By Joel Hall
The Clayton County Board of Commissioners voted Tuesday to change the way police officers give parking citations, and gave law enforcement officials more latitude to enforce fire-lane compliance. The board also signed off on grant funding which will add more Clayton County Juvenile Court staffing.
A series of code amendments adopted by commissioners Tuesday give police officers the ability to issue a parking citation without the owner of the car being present, and extend the no-parking zone in front of fire hydrants from 10 to 15 feet to match state law. Commissioners also voted to make it a violation of county code to park in a designated fire lane, and to give authorities the ability to take legal action against business owners who refuse to mark areas of their business as a fire lane, if they have been directed to do so by the fire department.
Clayton County Police Chief Jeff Turner said the changes will give officers more tools to fight illegal parking.
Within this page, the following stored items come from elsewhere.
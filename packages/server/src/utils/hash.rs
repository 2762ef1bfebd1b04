use std::sync::LazyLock;

use anyhow::{Result, anyhow};
use argon2::password_hash::{PasswordHash, PasswordHasher, PasswordVerifier, SaltString};
use argon2::Argon2;
use rand::RngCore;

/// Hash a password with Argon2id and a random 16-byte salt, returning the PHC string.
pub fn hash_password(password: &str) -> Result<String> {
    let mut salt_bytes = [0u8; 16];
    rand::rng().fill_bytes(&mut salt_bytes);
    let salt = SaltString::encode_b64(&salt_bytes).map_err(|e| anyhow!(e.to_string()))?;

    let phc = Argon2::default()
        .hash_password(password.as_bytes(), &salt)
        .map_err(|e| anyhow!(e.to_string()))?
        .to_string();
    Ok(phc)
}

/// Check a plaintext password against a stored PHC string.
///
/// A mismatch is `Ok(false)`; only an unparsable stored hash is an error.
pub fn verify_password(password: &str, phc: &str) -> Result<bool> {
    let parsed = PasswordHash::new(phc).map_err(|e| anyhow!(e.to_string()))?;
    match Argon2::default().verify_password(password.as_bytes(), &parsed) {
        Ok(()) => Ok(true),
        Err(argon2::password_hash::Error::Password) => Ok(false),
        Err(e) => Err(anyhow!(e.to_string())),
    }
}

static DUMMY_HASH: LazyLock<Option<String>> =
    LazyLock::new(|| hash_password("dummy-password-for-unknown-accounts").ok());

/// Spend the same Argon2 work as a real verification for a login whose
/// account does not exist. Always reports a mismatch.
pub fn verify_dummy(password: &str) -> bool {
    if let Some(phc) = DUMMY_HASH.as_deref() {
        let _ = verify_password(password, phc);
    }
    false
}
"It's quality-of-life issues in dealing with cars that are illegally parked," he said. "If somebody is parked in a handicapped space and that officer wants to make a case now, that officer has to wait until they come out of the store. If that takes 30 minutes, then that officer has to wait 30 minutes. It [the code changes adopted] gives us a means to expedite getting officers back into service."
While some of the changes were passed unanimously, the change to the section of code regarding the parking distance from fire hydrants passed 3-1, with Commissioner Michael Edmondson casting the lone dissenting vote. Commissioner Wole Ralph was not present. Edmondson said he feared businesses with fire hydrants on their property could be negatively impacted if made to comply with the new code.
"It seems like it could be a substantial impact if everybody had to repaint the curb," he said.
In another matter, the board voted unanimously to accept $670,806 of federal stimulus money through the Edward Byrne Memorial Justice Assistance Grant program to fund staff positions in the Clayton County Juvenile Court.
Adolphus Graves, juvenile court chief of staff, said the federal stimulus money will preserve a critical full-time volunteer supervisor position in the Clayton County Court Appointed Special Advocate (CASA) program, as well as create three additional part-time juvenile court officer positions, two part-time program assistants, and one part-time CASA volunteer supervisor position.
"This is recovery act money, so the whole purpose is to preserve jobs and create new ones," Graves said. "There will be seven total positions on both sides of the house, some on the child-delinquency side and some on the child-welfare side. I think its going to benefit the county as a whole because it will allow us to increase supervision and programing for the children. It will also allow our child welfare unit to expand."
Graves said having additional court officers will allow the court to be more visible in the community through visiting schools, attending community functions, and making house calls. He said he believes having a strong presence "increases community safety," and is better than "waiting in the courthouse for the kids to come to us."
In addition, Graves said the stimulus money will allow juvenile court to maintain a level of five full-time CASA supervisors, who manage volunteers who serve as "the eyes and ears" of the judge in child abuse and deprivation cases. He said for Clayton County CASA to receive vital state funding, having that many supervisors is necessary.
"We were going to lose that position," Graves aid. "If we lost that supervisor, it would put more stress on the other supervisors and we would fall out of compliance [with the Georgia CASA grant]. Being out of compliance would put the whole program in jeopardy. This allows us to continue our work to be the voice of children."